Foreword of Habana Libre
By William Westbrook
The Malecon, after midnight. Hundreds of lovers on the wall, as if the night wasn’t steamy enough. Below them the sea, breathing slowly. Beyond them the nightlife of Havana. Not Old Havana, not those postcards. The real city, two million strong, most of which are awake.
At Turf, Dj.Joy making the music. So much smoke that it fills the small spaces between the fibers in your clothes. Drinks and cigarettes. Connections to be confirmed later. Maybe 50 people outside the club by the velvet rope, awaiting a nod to enter that may not come.
Avenida de los Presidentes, dense with teenagers. Small groups hang together. Skateboarders rolling around monuments to revolutionary heroes. Girls with a look, flitting and flirting. The clothing of choice seems to be heavy metal black. Everyone finds their place, their circles, their friends, and it is surprisingly quiet. Maybe 1000 kids by 3am.

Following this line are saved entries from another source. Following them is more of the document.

//! Checkout submission and pricing derivation.
//!
//! Pricing applies identically in the cart view and the checkout summary:
//! free shipping above a subtotal of 50.00, a flat 9.99 otherwise, and 8%
//! tax on the subtotal. Checkout itself is a demo no-op on the payment
//! side; the order service only records the order.

use rust_decimal::Decimal;
use thiserror::Error;
use tracing::instrument;

use shopfront_core::order::Order;

use crate::api::{ApiClient, ApiError};
use crate::cart::CartManager;
use crate::session::SessionManager;

/// Subtotal above which shipping is free.
pub const FREE_SHIPPING_THRESHOLD: Decimal = Decimal::from_parts(50, 0, 0, false, 0);
/// Flat shipping charge below the threshold.
pub const SHIPPING_FLAT: Decimal = Decimal::from_parts(999, 0, 0, false, 2);
/// Tax rate applied to the subtotal.
pub const TAX_RATE: Decimal = Decimal::from_parts(8, 0, 0, false, 2);

/// Errors that can occur while submitting a checkout.
#[derive(Debug, Error)]
pub enum CheckoutError {
    /// The cart holds no line items.
    #[error("cart is empty")]
    EmptyCart,

    /// No user is logged in.
    #[error("not authenticated")]
    NotAuthenticated,

    /// The order service rejected the submission or the transport failed.
    #[error("{0}")]
    Service(#[from] ApiError),
}

impl CheckoutError {
    /// Displayable message for the UI layer: the service's own message
    /// verbatim when it sent one, else a generic fallback.
    #[must_use]
    pub fn display_message(&self) -> String {
        match self {
            Self::EmptyCart => "Your cart is empty.".to_owned(),
            Self::NotAuthenticated => "Please log in to check out.".to_owned(),
            Self::Service(api) => api
                .service_message()
                .map_or_else(
                    || "Failed to place order. Please try again.".to_owned(),
                    std::borrow::ToOwned::to_owned,
                ),
        }
    }
}

/// Shipping form fields collected at checkout.
///
/// The phone number is collected but is not part of the formatted address
/// line sent to the order service.
#[derive(Debug, Clone)]
pub struct ShippingForm {
    pub first_name: String,
    pub last_name: String,
    pub address: String,
    pub city: String,
    pub state: String,
    pub zip_code: String,
    pub phone: String,
}

impl ShippingForm {
    /// Single shipping-address line, fields concatenated in fixed order.
    #[must_use]
    pub fn formatted_address(&self) -> String {
        format!(
            "{} {}, {}, {}, {} {}",
            self.first_name, self.last_name, self.address, self.city, self.state, self.zip_code
        )
    }
}

/// Derived pricing for a given cart subtotal.
#[derive(Debug, Clone, Copy, PartialEq, Eq)]
pub struct PricingQuote {
    pub subtotal: Decimal,
    pub shipping: Decimal,
    pub tax: Decimal,
    pub total: Decimal,
}

impl PricingQuote {
    /// Derive shipping, tax, and total from a subtotal.
    ///
    /// Tax is rounded to cents so the persisted totals match what the
    /// summary displays.
    #[must_use]
    pub fn for_subtotal(subtotal: Decimal) -> Self {
        let shipping = if subtotal > FREE_SHIPPING_THRESHOLD {
            Decimal::ZERO
        } else {
            SHIPPING_FLAT
        };
        let tax = (subtotal * TAX_RATE).round_dp(2);

        Self {
            subtotal,
            shipping,
            tax,
            total: subtotal + shipping + tax,
        }
    }

    /// Derive the quote for the cart's current subtotal.
    #[must_use]
    pub fn for_cart(cart: &CartManager) -> Self {
        Self::for_subtotal(cart.total_price())
    }

    /// How much more to spend for free shipping, if shipping is charged.
    #[must_use]
    pub fn free_shipping_gap(&self) -> Option<Decimal> {
        (self.shipping > Decimal::ZERO && self.subtotal > Decimal::ZERO)
            .then(|| FREE_SHIPPING_THRESHOLD - self.subtotal)
            .filter(|gap| *gap > Decimal::ZERO)
    }
}

/// Submit the current cart as an order.
///
/// Composes one order-creation request from the cart lines and the
/// formatted shipping address. On acceptance the cart is cleared; on
/// rejection the cart is left untouched for retry and the service's error
/// message is carried in the returned error.
///
/// # Errors
///
/// [`CheckoutError::NotAuthenticated`] without a logged-in user,
/// [`CheckoutError::EmptyCart`] for an empty cart, and
/// [`CheckoutError::Service`] when the order service rejects the request.
#[instrument(skip(api, session, cart, shipping))]
pub async fn place_order(
    api: &ApiClient,
    session: &SessionManager,
    cart: &mut CartManager,
    shipping: &ShippingForm,
) -> Result<Order, CheckoutError> {
    if !session.is_authenticated() {
        return Err(CheckoutError::NotAuthenticated);
    }
    if cart.is_empty() {
        return Err(CheckoutError::EmptyCart);
    }

    let request = cart.to_order_request(shipping.formatted_address());
    let order = api.create_order(&request).await?;

    tracing::info!(order_id = %order.id, "Order placed");
    cart.clear();
    Ok(order)
}

#[cfg(test)]
#[allow(clippy::unwrap_used)]
mod tests {
    use super::*;

    fn dec(s: &str) -> Decimal {
        s.parse().unwrap()
    }

    #[test]
    fn test_quote_below_threshold() {
        let quote = PricingQuote::for_subtotal(dec("40.00"));
        assert_eq!(quote.shipping, dec("9.99"));
        assert_eq!(quote.tax, dec("3.20"));
        assert_eq!(quote.total, dec("53.19"));
    }

    #[test]
    fn test_quote_above_threshold() {
        let quote = PricingQuote::for_subtotal(dec("60.00"));
        assert_eq!(quote.shipping, Decimal::ZERO);
        assert_eq!(quote.tax, dec("4.80"));
        assert_eq!(quote.total, dec("64.80"));
    }

    #[test]
    fn test_quote_at_exact_threshold_still_charges_shipping() {
        // Free shipping requires strictly more than 50.00.
        let quote = PricingQuote::for_subtotal(dec("50.00"));
        assert_eq!(quote.shipping, dec("9.99"));
    }

    #[test]
    fn test_tax_rounds_to_cents() {
        // 10.55 * 0.08 = 0.844 -> 0.84
        let quote = PricingQuote::for_subtotal(dec("10.55"));
        assert_eq!(quote.tax, dec("0.84"));
        assert_eq!(quote.total, dec("21.38"));
    }

    #[test]
    fn test_free_shipping_gap() {
        let quote = PricingQuote::for_subtotal(dec("42.50"));
        assert_eq!(quote.free_shipping_gap(), Some(dec("7.50")));

        let free = PricingQuote::for_subtotal(dec("60.00"));
        assert_eq!(free.free_shipping_gap(), None);

        let empty = PricingQuote::for_subtotal(Decimal::ZERO);
        assert_eq!(empty.free_shipping_gap(), None);
    }

    #[test]
    fn test_formatted_address_fixed_order_without_phone() {
        let form = ShippingForm {
            first_name: "Jane".to_owned(),
            last_name: "Doe".to_owned(),
            address: "1 Main St".to_owned(),
            city: "Springfield".to_owned(),
            state: "IL".to_owned(),
            zip_code: "62704".to_owned(),
            phone: "555-0100".to_owned(),
        };

        let address = form.formatted_address();
        assert_eq!(address, "Jane Doe, 1 Main St, Springfield, IL 62704");
        assert!(!address.contains("555-0100"));
    }

    #[test]
    fn test_display_message_fallbacks() {
        assert_eq!(
            CheckoutError::EmptyCart.display_message(),
            "Your cart is empty."
        );

        let rejected = CheckoutError::Service(ApiError::Service {
            status: 400,
            message: Some("Insufficient stock".to_owned()),
        });
        assert_eq!(rejected.display_message(), "Insufficient stock");

        let opaque = CheckoutError::Service(ApiError::Service {
            status: 500,
            message: None,
        });
        assert_eq!(
            opaque.display_message(),
            "Failed to place order. Please try again."
        );
    }
}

One night. One square mile of Havana.
Surprise to many in the world, and most in the United States: there is happiness in Cuba. The US policy is crushing, socialism is an empty closet and the country seems held together by average families masterfully adept at jerry-rigging their day- to- day existence. Really, Cubans may be the most ingenious people on the planet.
Yet, despite the negative wire-service photographs imprinted on the world’s brain, there’s a pretty good life here for many. To name a few: artists and directors and actors and models and musicians. The creative class.
Soon after Fidel Castro came to power in 1959 he signaled his intent to promote Cuban culture. Other decrees promoted education and medicine. Today the culture is rich and proud. Literacy is almost unequalled in the world. Medical knowledge and care are superior.
And the country is broke.
Here, on an island of survivors, there are those who survive better than others. Some are embarrassed about it. Others are afraid to draw attention to it for fear the socialist government will punish them for having a good life.
Here’s the t-shirt: Cuba. It’s complicated.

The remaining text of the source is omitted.